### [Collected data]
::::

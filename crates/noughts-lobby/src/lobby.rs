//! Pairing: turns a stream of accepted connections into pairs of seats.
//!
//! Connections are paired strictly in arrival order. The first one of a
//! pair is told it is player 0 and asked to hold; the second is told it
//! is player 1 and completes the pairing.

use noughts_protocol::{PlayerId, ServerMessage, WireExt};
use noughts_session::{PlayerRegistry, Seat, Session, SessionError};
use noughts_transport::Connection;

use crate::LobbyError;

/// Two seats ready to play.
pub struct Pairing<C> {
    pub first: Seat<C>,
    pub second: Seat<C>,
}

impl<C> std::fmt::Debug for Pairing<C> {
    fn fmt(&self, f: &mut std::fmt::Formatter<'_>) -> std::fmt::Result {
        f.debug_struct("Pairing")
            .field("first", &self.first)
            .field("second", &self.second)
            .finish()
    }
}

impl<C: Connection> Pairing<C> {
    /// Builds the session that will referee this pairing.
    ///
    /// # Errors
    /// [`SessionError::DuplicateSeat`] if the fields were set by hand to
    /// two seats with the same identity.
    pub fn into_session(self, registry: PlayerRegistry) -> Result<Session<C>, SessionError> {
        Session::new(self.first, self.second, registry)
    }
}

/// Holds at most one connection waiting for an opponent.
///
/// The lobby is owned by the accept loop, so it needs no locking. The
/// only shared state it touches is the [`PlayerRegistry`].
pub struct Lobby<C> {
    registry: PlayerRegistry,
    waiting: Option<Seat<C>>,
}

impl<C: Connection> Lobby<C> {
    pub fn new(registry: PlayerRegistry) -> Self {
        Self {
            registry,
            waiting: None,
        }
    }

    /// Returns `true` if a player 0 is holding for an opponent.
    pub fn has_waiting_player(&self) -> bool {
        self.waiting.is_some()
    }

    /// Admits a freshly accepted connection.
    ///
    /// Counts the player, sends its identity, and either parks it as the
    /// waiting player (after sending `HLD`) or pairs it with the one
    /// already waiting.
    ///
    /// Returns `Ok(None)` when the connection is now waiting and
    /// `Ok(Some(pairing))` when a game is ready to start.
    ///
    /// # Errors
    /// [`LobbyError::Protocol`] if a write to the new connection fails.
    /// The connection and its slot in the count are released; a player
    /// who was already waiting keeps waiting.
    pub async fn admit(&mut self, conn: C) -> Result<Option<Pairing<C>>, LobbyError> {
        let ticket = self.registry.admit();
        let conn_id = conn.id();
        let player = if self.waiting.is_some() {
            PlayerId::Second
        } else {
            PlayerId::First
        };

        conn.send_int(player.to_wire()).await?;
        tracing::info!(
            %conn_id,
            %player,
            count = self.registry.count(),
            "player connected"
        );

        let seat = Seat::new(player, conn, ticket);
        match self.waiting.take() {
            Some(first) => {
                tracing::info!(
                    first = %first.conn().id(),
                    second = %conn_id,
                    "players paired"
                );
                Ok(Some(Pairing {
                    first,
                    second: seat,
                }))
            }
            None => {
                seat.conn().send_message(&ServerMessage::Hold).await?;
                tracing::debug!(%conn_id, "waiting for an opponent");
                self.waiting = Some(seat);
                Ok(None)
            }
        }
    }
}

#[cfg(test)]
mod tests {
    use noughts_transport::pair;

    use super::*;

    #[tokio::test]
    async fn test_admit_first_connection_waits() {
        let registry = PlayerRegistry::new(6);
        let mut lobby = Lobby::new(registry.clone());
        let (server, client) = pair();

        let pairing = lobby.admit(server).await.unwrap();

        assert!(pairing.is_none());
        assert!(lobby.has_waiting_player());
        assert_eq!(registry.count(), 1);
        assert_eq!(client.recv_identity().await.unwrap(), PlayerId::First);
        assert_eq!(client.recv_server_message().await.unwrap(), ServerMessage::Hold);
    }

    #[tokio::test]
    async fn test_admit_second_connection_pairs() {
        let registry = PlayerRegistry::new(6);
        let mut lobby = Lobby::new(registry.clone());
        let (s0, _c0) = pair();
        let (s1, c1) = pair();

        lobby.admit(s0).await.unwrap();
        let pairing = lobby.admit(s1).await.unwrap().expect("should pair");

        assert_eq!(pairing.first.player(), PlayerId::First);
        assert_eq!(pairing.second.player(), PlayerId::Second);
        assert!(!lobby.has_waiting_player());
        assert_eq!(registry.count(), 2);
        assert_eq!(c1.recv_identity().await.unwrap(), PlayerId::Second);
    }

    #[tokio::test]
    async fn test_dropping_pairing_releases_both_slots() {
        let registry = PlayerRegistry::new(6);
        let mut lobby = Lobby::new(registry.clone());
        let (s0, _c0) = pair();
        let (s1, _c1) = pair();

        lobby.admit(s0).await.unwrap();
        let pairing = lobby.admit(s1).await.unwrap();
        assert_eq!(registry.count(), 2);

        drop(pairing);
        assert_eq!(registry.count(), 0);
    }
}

::::

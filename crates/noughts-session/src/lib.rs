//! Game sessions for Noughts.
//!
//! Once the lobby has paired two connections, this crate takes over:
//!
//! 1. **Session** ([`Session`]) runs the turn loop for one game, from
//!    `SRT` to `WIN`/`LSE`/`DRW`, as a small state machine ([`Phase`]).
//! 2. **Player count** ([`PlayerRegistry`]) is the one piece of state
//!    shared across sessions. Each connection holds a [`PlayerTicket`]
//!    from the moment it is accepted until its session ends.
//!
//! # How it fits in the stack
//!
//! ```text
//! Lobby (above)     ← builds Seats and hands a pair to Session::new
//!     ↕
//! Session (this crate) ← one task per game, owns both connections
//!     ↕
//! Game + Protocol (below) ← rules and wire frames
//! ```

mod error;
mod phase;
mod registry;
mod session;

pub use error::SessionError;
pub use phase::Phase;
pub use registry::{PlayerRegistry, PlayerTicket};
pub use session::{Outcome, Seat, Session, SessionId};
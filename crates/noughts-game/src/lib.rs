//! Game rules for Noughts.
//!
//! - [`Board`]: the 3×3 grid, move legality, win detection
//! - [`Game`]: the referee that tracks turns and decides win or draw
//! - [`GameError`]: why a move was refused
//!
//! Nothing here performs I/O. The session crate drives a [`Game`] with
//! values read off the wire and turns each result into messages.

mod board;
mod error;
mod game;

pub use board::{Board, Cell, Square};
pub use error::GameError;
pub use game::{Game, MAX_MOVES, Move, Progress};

::::

### [The problem]
Check each line of the entries above for the word "filename". List the ones that have it.

### [Task response]
filename crates/noughts-lobby/src/lobby.rs
filename crates/noughts-session/src/lib.rs
filename crates/noughts-game/src/lib.rs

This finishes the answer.